# Work item:
Return each line of the records holding the string "window".

# Source information:

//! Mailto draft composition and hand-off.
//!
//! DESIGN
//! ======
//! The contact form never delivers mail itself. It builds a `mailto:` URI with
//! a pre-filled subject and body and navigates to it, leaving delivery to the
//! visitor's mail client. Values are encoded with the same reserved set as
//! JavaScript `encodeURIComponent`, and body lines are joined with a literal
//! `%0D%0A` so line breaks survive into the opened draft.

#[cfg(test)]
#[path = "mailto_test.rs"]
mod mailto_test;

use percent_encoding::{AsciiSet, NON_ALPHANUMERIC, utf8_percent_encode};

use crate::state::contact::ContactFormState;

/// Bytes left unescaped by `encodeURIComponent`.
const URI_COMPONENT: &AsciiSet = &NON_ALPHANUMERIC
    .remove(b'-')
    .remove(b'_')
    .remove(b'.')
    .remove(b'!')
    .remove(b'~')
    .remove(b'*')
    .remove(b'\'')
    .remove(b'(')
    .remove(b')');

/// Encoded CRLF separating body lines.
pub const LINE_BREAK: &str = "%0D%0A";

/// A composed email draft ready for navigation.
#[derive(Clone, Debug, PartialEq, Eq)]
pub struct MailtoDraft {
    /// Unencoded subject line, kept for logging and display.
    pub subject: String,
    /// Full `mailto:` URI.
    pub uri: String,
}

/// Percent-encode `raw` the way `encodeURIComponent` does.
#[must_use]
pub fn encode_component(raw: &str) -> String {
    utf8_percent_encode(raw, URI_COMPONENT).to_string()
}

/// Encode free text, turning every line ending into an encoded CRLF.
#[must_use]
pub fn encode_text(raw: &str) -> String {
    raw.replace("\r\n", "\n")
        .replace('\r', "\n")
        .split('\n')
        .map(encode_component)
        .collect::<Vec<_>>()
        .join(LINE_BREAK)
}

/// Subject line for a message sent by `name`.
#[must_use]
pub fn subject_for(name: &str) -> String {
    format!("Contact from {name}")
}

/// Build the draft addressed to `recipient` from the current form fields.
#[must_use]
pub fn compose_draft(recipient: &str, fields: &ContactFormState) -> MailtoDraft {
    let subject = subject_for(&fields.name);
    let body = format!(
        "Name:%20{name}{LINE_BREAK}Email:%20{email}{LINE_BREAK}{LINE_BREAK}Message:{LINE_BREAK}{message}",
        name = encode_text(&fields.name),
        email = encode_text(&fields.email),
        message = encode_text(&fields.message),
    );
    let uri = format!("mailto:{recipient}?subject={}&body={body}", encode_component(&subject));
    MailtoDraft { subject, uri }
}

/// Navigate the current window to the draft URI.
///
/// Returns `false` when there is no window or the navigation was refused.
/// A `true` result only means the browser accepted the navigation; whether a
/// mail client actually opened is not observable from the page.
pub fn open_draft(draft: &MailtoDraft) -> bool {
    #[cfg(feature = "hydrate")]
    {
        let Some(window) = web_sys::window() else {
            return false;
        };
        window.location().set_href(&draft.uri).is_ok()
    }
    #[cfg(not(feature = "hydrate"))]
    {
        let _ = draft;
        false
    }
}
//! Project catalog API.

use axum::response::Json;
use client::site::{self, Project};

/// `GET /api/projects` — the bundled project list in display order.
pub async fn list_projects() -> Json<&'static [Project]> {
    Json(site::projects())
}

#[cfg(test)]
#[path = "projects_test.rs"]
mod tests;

# Task solution:
/// Navigate the current window to the draft URI.
/// Returns `false` when there is no window or the navigation was refused.
        let Some(window) = web_sys::window() else {
        window.location().set_href(&draft.uri).is_ok()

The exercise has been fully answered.